La maggioranza dei ricercatori ha identificato 89 fuoriuscite di greggio (46 di Shell e 43 di Eni) che dipendevano da problemi tecnici al gasdotto più che da ruberie della popolazione. Inoltre, attribuire le perdita di petrolio a un furto evitava alle compagnie di pagare i risarcimenti alle decine di comunità colpite dal disastro ambientale.
“A peggiorare le cose è il fatto che Shell ed Eni paiono pubblicare informazioni non credibili sulle cause e le dimensioni delle fuoriuscite. – ha dichiarato Mark Dummett, ricercatore su imprese e diritti umani di Amnesty International – La popolazione del Delta del Niger paga da troppo tempo il prezzo della sconsideratezza di Shell ed Eni. Grazie ai Decoders, siamo un passo più vicini all'obiettivo di chiamare le due aziende a rispondere del loro operato”.

I ritardi nell'intervento aumentano l’inquinamento
Amnesty denuncia anche i ritardi nell'intervento in caso di perdita di greggio. Secondo i regolamenti vigenti in Nigeria le aziende devono recarsi sul sito dove è avvenuta la fuoriuscita entro 24 ore dalla segnalazione per un sopralluogo e quindi ripulire l’area prima che il petrolio contamini terra e falde acquifere. Secondo i documenti analizzati, se Eni ha rispettato quel termine temporale nel 76 per cento dei casi, Shell lo ha fatto solo nel 26 per cento. Non solo, la compagnia petrolifera anglo-olandese – con la riduzione delle fuoriuscite riportate – ha reagito più lentamente. È stato segnalato anche un incredibile ritardo: prima di visitare uno dei siti contaminati sono passati 252 giorni.
Poca cosa rispetto ad Eni che invece, prima di reagire, ha fatto registrare la reazione più lenta mai documentata: 430 giorni per una perdita nella provincia di Bayelsa, 700 km a sud della capitale Abuja. “C’è un motivo per cui ci sono quei regolamenti: più le aziende ci mettono a reagire alle fuoriuscite, più aumenta il rischio che il petrolio finisca per inquinare le fonti alimentari e idriche – ha commentato Dummett – Shell lo sa bene. Di sicuro, se il loro petrolio inquinasse terreni in Europa, non si comporterebbero in un modo così irresponsabile”.

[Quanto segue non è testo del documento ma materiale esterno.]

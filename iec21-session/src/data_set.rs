//! Data set: `Address '(' Value ('*' Unit)? ')'`
//!
//! Each of the three fields is optional and may be the empty string.

use crate::bcc::Bcc;
use crate::error::{Iec21Error, Iec21Result};
use crate::reader::{read_byte_with_bcc, unexpected_byte};
use iec21_core::ascii::ascii_string;
use iec21_transport::StreamAccessor;
use serde::{Deserialize, Serialize};
use std::fmt;

/// Maximum length of each data set field
pub const MAX_FIELD_LENGTH: usize = 100;

/// One record of a data block
#[derive(Debug, Clone, PartialEq, Eq, Hash, Serialize, Deserialize)]
pub struct DataSet {
    address: String,
    value: String,
    unit: String,
}

impl DataSet {
    pub fn new(
        address: impl Into<String>,
        value: impl Into<String>,
        unit: impl Into<String>,
    ) -> Self {
        Self {
            address: address.into(),
            value: value.into(),
            unit: unit.into(),
        }
    }

    /// Read the next data set, folding every byte into `bcc`
    ///
    /// An optional CR LF may precede the data set. Returns `None` once the
    /// end of block marker `'!'` has been read; the marker is part of the
    /// checksum like every other byte read here.
    pub async fn read<S: StreamAccessor + ?Sized>(
        stream: &mut S,
        bcc: &mut Bcc,
    ) -> Iec21Result<Option<Self>> {
        let mut b = read_byte_with_bcc(stream, bcc).await?;
        if b == b'\r' {
            b = read_byte_with_bcc(stream, bcc).await?;
            if b != b'\n' {
                return Err(unexpected_byte(b, "byte in data block", Some(b'\n')));
            }
            b = read_byte_with_bcc(stream, bcc).await?;
        }
        if b == b'!' {
            return Ok(None);
        }

        let mut buffer = Vec::with_capacity(MAX_FIELD_LENGTH);
        while b != b'(' {
            if buffer.len() == MAX_FIELD_LENGTH {
                return Err(Iec21Error::Framing(format!(
                    "Address too long: expected '(' character not received within {} bytes",
                    MAX_FIELD_LENGTH
                )));
            }
            buffer.push(b);
            b = read_byte_with_bcc(stream, bcc).await?;
        }
        let address = ascii_string(&buffer);

        buffer.clear();
        loop {
            b = read_byte_with_bcc(stream, bcc).await?;
            if b == b'*' || b == b')' {
                break;
            }
            if buffer.len() == MAX_FIELD_LENGTH {
                return Err(Iec21Error::Framing(format!(
                    "Value too long: expected '*' or ')' character not received within {} bytes",
                    MAX_FIELD_LENGTH
                )));
            }
            buffer.push(b);
        }
        let value = ascii_string(&buffer);

        let unit = if b == b')' {
            String::new()
        } else {
            buffer.clear();
            loop {
                b = read_byte_with_bcc(stream, bcc).await?;
                if b == b')' {
                    break;
                }
                if buffer.len() == MAX_FIELD_LENGTH {
                    return Err(Iec21Error::Framing(format!(
                        "Unit too long: expected ')' character not received within {} bytes",
                        MAX_FIELD_LENGTH
                    )));
                }
                buffer.push(b);
            }
            ascii_string(&buffer)
        };

        Ok(Some(Self {
            address,
            value,
            unit,
        }))
    }

    /// Encode the data set without trailing CR LF
    ///
    /// The `'*'` separator is only written for a non-empty unit.
    pub fn encode(&self) -> Vec<u8> {
        let mut result =
            Vec::with_capacity(self.address.len() + self.value.len() + self.unit.len() + 3);
        result.extend(self.address.chars().map(|c| c as u8));
        result.push(b'(');
        result.extend(self.value.chars().map(|c| c as u8));
        if !self.unit.is_empty() {
            result.push(b'*');
            result.extend(self.unit.chars().map(|c| c as u8));
        }
        result.push(b')');
        result
    }

    /// Address of the data set, usually an OBIS code (`A-B:C.D.E*F`) or
    /// an older EDIS code (`C.D.E`)
    pub fn address(&self) -> &str {
        &self.address
    }

    /// Raw value; numeric conversion is left to the caller
    pub fn value(&self) -> &str {
        &self.value
    }

    pub fn unit(&self) -> &str {
        &self.unit
    }
}

impl fmt::Display for DataSet {
    fn fmt(&self, f: &mut fmt::Formatter<'_>) -> fmt::Result {
        write!(
            f,
            "\"data set\": {{\"address\": \"{}\", \"value\": \"{}\", \"unit\": \"{}\"}}",
            self.address, self.value, self.unit
        )
    }
}

#[cfg(test)]
mod tests {
    use super::*;
    use iec21_transport::MemoryTransport;
    use std::time::Duration;
    use tokio_test::assert_ok;

    async fn read_all(bytes: &[u8]) -> (Iec21Result<Vec<DataSet>>, Bcc) {
        let mut line = MemoryTransport::new(300);
        line.set_timeout(Some(Duration::from_millis(20))).await.unwrap();
        line.push_input(bytes.to_vec());
        let mut bcc = Bcc::new();
        let mut sets = Vec::new();
        loop {
            match DataSet::read(&mut line, &mut bcc).await {
                Ok(Some(set)) => sets.push(set),
                Ok(None) => return (Ok(sets), bcc),
                Err(e) => return (Err(e), bcc),
            }
        }
    }

    #[tokio::test]
    async fn test_full_data_set() {
        let (sets, _) = read_all(b"1.8.0(001234.56*kWh)!").await;
        let sets = assert_ok!(sets);
        assert_eq!(sets, vec![DataSet::new("1.8.0", "001234.56", "kWh")]);
    }

    #[tokio::test]
    async fn test_optional_fields() {
        let (sets, _) = read_all(b"C.1.0(12345678)\r\n()\r\n0.9.1(*h)\r\n!").await;
        let sets = assert_ok!(sets);
        assert_eq!(
            sets,
            vec![
                DataSet::new("C.1.0", "12345678", ""),
                DataSet::new("", "", ""),
                DataSet::new("0.9.1", "", "h"),
            ]
        );
    }

    #[tokio::test]
    async fn test_checksum_covers_every_byte_read() {
        let input = b"\r\n1.8.0(1*kWh)\r\n!";
        let (sets, bcc) = read_all(input).await;
        assert_ok!(sets);
        assert_eq!(bcc.value(), Bcc::of(input));
    }

    #[tokio::test]
    async fn test_carriage_return_without_line_feed() {
        let (sets, _) = read_all(b"\r1.8.0(1)!").await;
        assert!(sets.unwrap_err().is_framing());
    }

    #[tokio::test]
    async fn test_field_length_boundaries() {
        let max = "9".repeat(MAX_FIELD_LENGTH);
        let over = "9".repeat(MAX_FIELD_LENGTH + 1);

        let ok_frames = [
            format!("{}(1*V)!", max),
            format!("A({}*V)!", max),
            format!("A(1*{})!", max),
        ];
        for frame in ok_frames {
            let (sets, _) = read_all(frame.as_bytes()).await;
            assert_eq!(assert_ok!(sets).len(), 1, "frame {}", frame);
        }

        let bad_frames = [
            format!("{}(1*V)!", over),
            format!("A({}*V)!", over),
            format!("A(1*{})!", over),
        ];
        for frame in bad_frames {
            let (sets, _) = read_all(frame.as_bytes()).await;
            assert!(sets.unwrap_err().is_framing(), "frame {}", frame);
        }
    }

    #[tokio::test]
    async fn test_encoded_sets_parse_back() {
        let sets = vec![
            DataSet::new("1-0:1.8.1", "000123.456", "kWh"),
            DataSet::new("0.0.0", "12345678", ""),
            DataSet::new("", "", ""),
            DataSet::new("F.F", "00", ""),
        ];
        let mut block = Vec::new();
        for set in &sets {
            block.extend(set.encode());
            block.extend_from_slice(b"\r\n");
        }
        block.push(b'!');
        let (parsed, _) = read_all(&block).await;
        assert_eq!(assert_ok!(parsed), sets);
    }

    #[test]
    fn test_display() {
        let set = DataSet::new("1.8.0", "42", "kWh");
        assert_eq!(
            set.to_string(),
            "\"data set\": {\"address\": \"1.8.0\", \"value\": \"42\", \"unit\": \"kWh\"}"
        );
    }
}
//! IEC 62056-21 communication port
//!
//! # Usage Example
//!
//! ```rust,no_run
//! use iec21_client::{Iec21Config, Iec21Port};
//!
//! # async fn example() -> iec21_core::Iec21Result<()> {
//! let config = Iec21Config::new("/dev/ttyUSB0").with_baud_rate_change_delay_ms(250);
//! let mut port = Iec21Port::open(config).await?;
//! let message = port.read().await?;
//! for data_set in message.data_sets() {
//!     println!("{} = {} {}", data_set.address(), data_set.value(), data_set.unit());
//! }
//! port.close().await?;
//! # Ok(())
//! # }
//! ```

use crate::config::Iec21Config;
use crate::listener::{ListenEvent, ModeDListener};
use crate::state::SessionState;
use iec21_core::ascii::hex_bytes;
use iec21_core::{Iec21Error, Iec21Result, ProtocolMode};
use iec21_session::{
    AcknowledgeMessage, DataMessage, IdentificationMessage, RequestMessage, SelectMessage,
    SelectReplyMessage,
};
use iec21_transport::{SerialSettings, SerialTransport, StreamAccessor, TransportLayer};
use std::sync::atomic::{AtomicBool, Ordering};
use std::sync::Arc;
use tokio::sync::{mpsc, watch};
use tokio::task::JoinHandle;

/// Communication port to a single meter
///
/// A port is used either for request/response exchanges (modes A, B and C)
/// through [`read`](Self::read), or it hands its line over to a background
/// task with [`listen`](Self::listen) (mode D). Once listening, only
/// [`close`](Self::close) is allowed.
///
/// A closed port cannot be opened again; create a new one instead.
#[derive(Debug)]
pub struct Iec21Port<T: TransportLayer = SerialTransport> {
    config: Iec21Config,
    request: RequestMessage,
    /// None while the listener task owns the line
    transport: Option<T>,
    state: SessionState,
    closed: Arc<AtomicBool>,
    shutdown: watch::Sender<bool>,
    listener: Option<JoinHandle<()>>,
}

impl Iec21Port<SerialTransport> {
    /// Open the serial port named in the configuration
    ///
    /// The line starts at the steady state baud rate for modes A, B and C.
    ///
    /// # Errors
    /// Returns `Iec21Error::Configuration` if the configuration is invalid or
    /// the serial port cannot be opened (e.g. it does not exist or is in use).
    pub async fn open(config: Iec21Config) -> Iec21Result<Self> {
        config.validate()?;
        let settings = SerialSettings::with_timeout(
            config.serial_port_name.clone(),
            config.baud_rate_mode_abc(),
            config.timeout(),
        );
        let mut transport = SerialTransport::new(settings);
        transport.open().await?;
        Self::with_transport(config, transport).await
    }
}

impl<T: TransportLayer> Iec21Port<T> {
    /// Create a port on an already opened transport
    ///
    /// The configured read timeout is applied to the transport. The
    /// serial port name is only checked for being non-empty.
    pub async fn with_transport(config: Iec21Config, mut transport: T) -> Iec21Result<Self> {
        config.validate()?;
        let request = config.request_message()?;
        transport.set_timeout(config.timeout()).await?;
        let (shutdown, _) = watch::channel(false);

        Ok(Self {
            config,
            request,
            transport: Some(transport),
            state: SessionState::Idle,
            closed: Arc::new(AtomicBool::new(false)),
            shutdown,
            listener: None,
        })
    }

    pub fn config(&self) -> &Iec21Config {
        &self.config
    }

    /// Current state; `Closed` as soon as the listener has given up the line
    pub fn state(&self) -> SessionState {
        if self.is_closed() {
            SessionState::Closed
        } else {
            self.state
        }
    }

    /// Check if the port has been closed
    pub fn is_closed(&self) -> bool {
        self.closed.load(Ordering::Acquire)
    }

    fn ensure_idle(&self, operation: &str) -> Iec21Result<()> {
        if self.is_closed() {
            return Err(Iec21Error::InvalidState("Port is closed".to_string()));
        }
        if !self.state.is_idle() {
            return Err(Iec21Error::InvalidState(format!(
                "Cannot {} while port is {}",
                operation, self.state
            )));
        }
        Ok(())
    }

    fn transport_mut(transport: &mut Option<T>) -> Iec21Result<&mut T> {
        transport
            .as_mut()
            .ok_or_else(|| Iec21Error::InvalidState("Line is owned by the listener".to_string()))
    }

    /// Request a data message from the meter (mode A, B or C)
    ///
    /// Sends the request message, reads the identification and, depending on
    /// the mode it announces, acknowledges and changes the baud rate before
    /// reading the data message. The line is back at the steady state baud
    /// rate when this returns successfully.
    ///
    /// # Errors
    /// - `Iec21Error::InvalidState` if the port is closed or listening
    /// - `Iec21Error::Timeout` if the meter does not answer in time
    /// - `Iec21Error::Framing` or `Iec21Error::Checksum` for malformed replies
    pub async fn read(&mut self) -> Iec21Result<DataMessage> {
        self.ensure_idle("read")?;
        let transport = Self::transport_mut(&mut self.transport)?;

        let result = exchange(transport, &self.config, &self.request, &mut self.state).await;
        self.state.advance(SessionState::Idle)?;
        result
    }

    /// Send a manufacturer specific select message and read the reply
    ///
    /// The message is sent at the current baud rate, usually right after
    /// the port was opened.
    pub async fn select(&mut self, manufacturer_data: &str) -> Iec21Result<SelectReplyMessage> {
        self.ensure_idle("select")?;
        let message = SelectMessage::new(manufacturer_data)?;
        let transport = Self::transport_mut(&mut self.transport)?;

        if self.config.verbose {
            log::debug!("Sending {}: {}", message, hex_bytes(message.encode()));
        }
        message.send(transport).await?;

        let reply = SelectReplyMessage::read(transport).await?;
        if self.config.verbose {
            log::debug!("Received {}", reply);
        }
        Ok(reply)
    }

    /// Close the port
    ///
    /// Stops the listener, if any, and closes the line. Closing twice is
    /// allowed; the line is closed again each time.
    pub async fn close(&mut self) -> Iec21Result<()> {
        self.closed.store(true, Ordering::Release);
        self.shutdown.send_replace(true);
        self.state.advance(SessionState::Closed)?;

        if let Some(listener) = self.listener.take() {
            if let Err(e) = listener.await {
                log::warn!("Listener task ended abnormally: {}", e);
            }
        }
        match self.transport.as_mut() {
            Some(transport) => transport.close().await,
            None => Ok(()),
        }
    }
}

impl<T: TransportLayer + 'static> Iec21Port<T> {
    /// Listen for mode D messages
    ///
    /// The line is switched to the mode D baud rate with no read timeout and
    /// handed to a background task. Every data message, and every frame that
    /// could not be read, is delivered through the returned receiver. The task
    /// runs until the port is closed or the receiver is dropped.
    ///
    /// # Errors
    /// Returns `Iec21Error::InvalidState` if the port is closed or already
    /// listening.
    pub async fn listen(&mut self) -> Iec21Result<mpsc::Receiver<ListenEvent>> {
        self.ensure_idle("listen")?;
        let transport = Self::transport_mut(&mut self.transport)?;

        transport.set_timeout(None).await?;
        let baud_rate = self.config.baud_rate_mode_d();
        if transport.baud_rate() != baud_rate {
            if self.config.verbose {
                log::debug!("Changing baud rate from {} to {}", transport.baud_rate(), baud_rate);
            }
            transport.set_baud_rate(baud_rate).await?;
        }

        let transport = self
            .transport
            .take()
            .ok_or_else(|| Iec21Error::InvalidState("Line is owned by the listener".to_string()))?;
        self.state.advance(SessionState::Listening)?;

        let (events, receiver) = mpsc::channel(self.config.listen_channel_capacity);
        let listener = ModeDListener {
            transport,
            closed: self.closed.clone(),
            shutdown: self.shutdown.subscribe(),
            events,
            verbose: self.config.verbose,
        };
        self.listener = Some(tokio::spawn(listener.run()));

        Ok(receiver)
    }
}

async fn restore_baud_rate<T: StreamAccessor + ?Sized>(
    transport: &mut T,
    config: &Iec21Config,
) -> Iec21Result<()> {
    let baud_rate = config.baud_rate_mode_abc();
    if transport.baud_rate() != baud_rate {
        if config.verbose {
            log::debug!("Changing baud rate from {} to {}", transport.baud_rate(), baud_rate);
        }
        transport.set_baud_rate(baud_rate).await?;
    }
    Ok(())
}

/// One request/response exchange, advancing `state` step by step
async fn exchange<T: StreamAccessor + ?Sized>(
    transport: &mut T,
    config: &Iec21Config,
    request: &RequestMessage,
    state: &mut SessionState,
) -> Iec21Result<DataMessage> {
    restore_baud_rate(transport, config).await?;

    let stale = transport.drain_input().await?;
    if config.verbose && !stale.is_empty() {
        log::debug!("Cleared input stream. Bytes read from stream: {}", hex_bytes(&stale));
    }

    if config.verbose {
        log::debug!("Sending {}: {}", request, hex_bytes(request.encode()));
    }
    request.send(transport).await?;
    state.advance(SessionState::RequestSent)?;

    let identification = IdentificationMessage::read(transport).await?;
    if config.verbose {
        log::debug!("Received {}", identification);
    }
    state.advance(SessionState::IdentificationReceived)?;

    let offered = identification.baud_rate();
    match identification.protocol_mode() {
        ProtocolMode::C => {
            state.advance(SessionState::NegotiatingBaud)?;
            let offered = offered.ok_or_else(|| {
                Iec21Error::Framing("Mode C identification without baud rate".to_string())
            })?;
            let requested = if config.fixed_baud_rate {
                transport.baud_rate()
            } else {
                offered
            };
            let acknowledge = AcknowledgeMessage::data_readout(requested)?;
            if config.verbose {
                log::debug!("Sending {}: {}", acknowledge, hex_bytes(acknowledge.encode()));
            }
            acknowledge.send(transport).await?;

            if !config.fixed_baud_rate {
                let delay = config.baud_rate_change_delay();
                if !delay.is_zero() {
                    if config.verbose {
                        log::debug!(
                            "Sleeping for {}ms before changing the baud rate",
                            delay.as_millis()
                        );
                    }
                    tokio::time::sleep(delay).await;
                }
                if config.verbose {
                    log::debug!("Changing baud rate from {} to {}", transport.baud_rate(), offered);
                }
                transport.set_baud_rate(offered).await?;
            }
        }
        ProtocolMode::B => {
            state.advance(SessionState::NegotiatingBaud)?;
            if let Some(offered) = offered {
                if config.verbose {
                    log::debug!("Changing baud rate from {} to {}", transport.baud_rate(), offered);
                }
                transport.set_baud_rate(offered).await?;
            }
        }
        ProtocolMode::A | ProtocolMode::D => state.advance(SessionState::Direct)?,
    }

    let message = DataMessage::read_mode_abc(transport, &identification).await?;
    if config.verbose {
        log::debug!("Received data message with {} data sets", message.data_sets().len());
    }
    state.advance(SessionState::DataReceived)?;

    restore_baud_rate(transport, config).await?;
    Ok(message)
}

Le compagnie petrolifere non accettano le accuse
Eni e Shell, come prevedibile, hanno rispedito le accuse al mittente. Secondo Shell le informazioni pubblicate da Amnesty sono false e non tengono conto della complessità del territorio e del contesto in cui l’azienda opera. Invece Eni ha respinto l’accusa di non prendere misure immediate per prevenire l’inquinamento.
In una lettera di risposta, l’azienda italiana afferma che il 13 per cento delle perdite di greggio degli anni recenti sono da attribuire a ragioni operative. Spiega che utilizza tecnologie innovative per il monitoraggio dell’integrità dell’oleodotto compresa l’osservazione aerea del territorio con i droni. I dati del 2017 rispetto al 2014 sulle fuoriuscite di petrolio registrano -74 per cento e un abbattimento del volume (-51 per cento).
Amnesty ha deciso di presentare i risultati dello studio al governo nigeriano e di chiedergli di rafforzare la normativa sull'operato delle aziende petrolifere. Suggerisce anche di fornire maggiori strumenti al Nosdra, l’agenzia governativa che si occupa delle fuoriuscite di petrolio, per fare in modo che le multinazionali petrolifere prendano tutte le possibili misure per prevenire o bonificare i danni causati.